July 7, 2023 Leave a Comment
Greetings from the garden! I’m Sig, one of Let’s Grow Stuff’s green-ish thumb enthusiasts here at PBS Wisconsin. You might remember me from last year when I forged, unpracticed, into small space balcony gardening and shared what I learned — from planning, to planting to harvesting — on the Let’s Grow Stuff blog.
I’m back, baby (spinach), and this season I’m turning 180 degrees from the monkish solitude of me and my veggies to the engaged world of community gardening! I’m curious about the ways gardening brings people together — how a garden transforms from a private act of cultivation to a public, social or collective practice of place-making, stewardship and community care.
Throughout the growing season I’ll be visiting our friendly and talented Let’s Grow Stuff producers in their very own community garden plot located in Madison’s Eagle Heights Community Gardens.
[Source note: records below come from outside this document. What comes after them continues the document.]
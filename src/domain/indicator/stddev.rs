//! Population standard deviation (divides by N, not N-1).

pub fn population_std_dev(window: &[f64]) -> Option<f64> {
    if window.is_empty() {
        return None;
    }
    let mean = window.iter().sum::<f64>() / window.len() as f64;
    let variance = window
        .iter()
        .map(|v| {
            let diff = v - mean;
            diff * diff
        })
        .sum::<f64>()
        / window.len() as f64;
    Some(variance.sqrt())
}

/// Standard deviation of the trailing `period` values.
pub fn calculate_stddev(values: &[f64], period: usize) -> Option<f64> {
    if period == 0 || values.len() < period {
        return None;
    }
    population_std_dev(&values[values.len() - period..])
}
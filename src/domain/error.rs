//! Domain error types.

/// A parse error with position information for condition parsing.
#[derive(Debug, Clone, PartialEq, thiserror::Error)]
#[error("parse error at position {position}: {message}")]
pub struct ParseError {
    pub message: String,
    pub position: usize,
    /// Set when the input named an indicator outside the supported set.
    pub unknown_indicator: Option<String>,
}

impl ParseError {
    pub fn new(message: impl Into<String>, position: usize) -> Self {
        Self {
            message: message.into(),
            position,
            unknown_indicator: None,
        }
    }

    pub fn unknown_indicator(name: &str, position: usize) -> Self {
        Self {
            message: format!("unknown indicator '{}'", name),
            position,
            unknown_indicator: Some(name.to_string()),
        }
    }

    /// Format the error with a caret pointing at the error position in the input.
    pub fn display_with_context(&self, input: &str) -> String {
        let caret = " ".repeat(self.position) + "^";
        format!(
            "{input}\n{caret}\n{err}",
            input = input,
            caret = caret,
            err = self
        )
    }
}

/// Top-level error type for signalguard.
#[derive(Debug, thiserror::Error)]
pub enum SignalError {
    #[error("config parse error in {file}: {reason}")]
    ConfigParse { file: String, reason: String },

    #[error("missing config key [{section}] {key}")]
    ConfigMissing { section: String, key: String },

    #[error("invalid config value [{section}] {key}: {reason}")]
    ConfigInvalid {
        section: String,
        key: String,
        reason: String,
    },

    #[error(transparent)]
    ConditionParse(#[from] ParseError),

    #[error("candle feed error for {instrument}: {reason}")]
    CandleFeed { instrument: String, reason: String },

    #[error("order execution failed for {instrument}: {reason}")]
    Execution { instrument: String, reason: String },

    #[error("order execution for {instrument} timed out after {timeout_ms} ms")]
    ExecutionTimeout { instrument: String, timeout_ms: u64 },

    #[error(transparent)]
    Io(#[from] std::io::Error),
}

impl SignalError {
    pub fn invalid(section: &str, key: &str, reason: impl Into<String>) -> Self {
        SignalError::ConfigInvalid {
            section: section.to_string(),
            key: key.to_string(),
            reason: reason.into(),
        }
    }
}

impl From<&SignalError> for std::process::ExitCode {
    fn from(err: &SignalError) -> Self {
        let code: u8 = match err {
            SignalError::Io(_) => 1,
            SignalError::ConfigParse { .. }
            | SignalError::ConfigMissing { .. }
            | SignalError::ConfigInvalid { .. } => 2,
            SignalError::CandleFeed { .. } => 3,
            SignalError::ConditionParse(_) => 4,
            SignalError::Execution { .. } | SignalError::ExecutionTimeout { .. } => 5,
        };
        std::process::ExitCode::from(code)
    }
}

#[cfg(test)]
mod tests {
    use super::*;

    #[test]
    fn parse_error_context_points_at_position() {
        let err = ParseError::new("expected operator", 8);
        let rendered = err.display_with_context("RSI(14) ABOVEX 30");
        let lines: Vec<&str> = rendered.lines().collect();
        assert_eq!(lines[0], "RSI(14) ABOVEX 30");
        assert_eq!(lines[1], "        ^");
        assert!(lines[2].contains("position 8"));
    }

    #[test]
    fn unknown_indicator_is_flagged() {
        let err = ParseError::unknown_indicator("FOO", 0);
        assert_eq!(err.unknown_indicator.as_deref(), Some("FOO"));
        assert!(err.to_string().contains("unknown indicator 'FOO'"));
    }

    #[test]
    fn config_invalid_message() {
        let err = SignalError::invalid("scorer", "min_score", "must be non-negative");
        assert_eq!(
            err.to_string(),
            "invalid config value [scorer] min_score: must be non-negative"
        );
    }

    #[test]
    fn execution_timeout_message() {
        let err = SignalError::ExecutionTimeout {
            instrument: "BTCUSDT".into(),
            timeout_ms: 1500,
        };
        assert_eq!(
            err.to_string(),
            "order execution for BTCUSDT timed out after 1500 ms"
        );
    }
}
I’m excited to learn about the stuff they’re growing, their on-the-ground experience tending a plot at Eagle Heights, and meeting some of their gardening neighbors!
To prepare, however, I did a little homework. Having visited only a few community gardens in the past, I wanted a better understanding of their history in the United States, and I thought you might, too!
So, what is a community garden?
The United States Department of Agriculture (USDA) National Agricultural Library provides a basic definition:
Community gardens are collaborative projects on shared open spaces where participants share in the maintenance and products of the garden, including healthful and affordable fresh fruits and vegetables.
They’re found in urban, suburban and rural communities. They grow an array of crops, flowers and herbs, serve as insect and wildlife habitats, promote the growth of native plants, and engage in soil improvement by teaching about crop rotation and cover cropping.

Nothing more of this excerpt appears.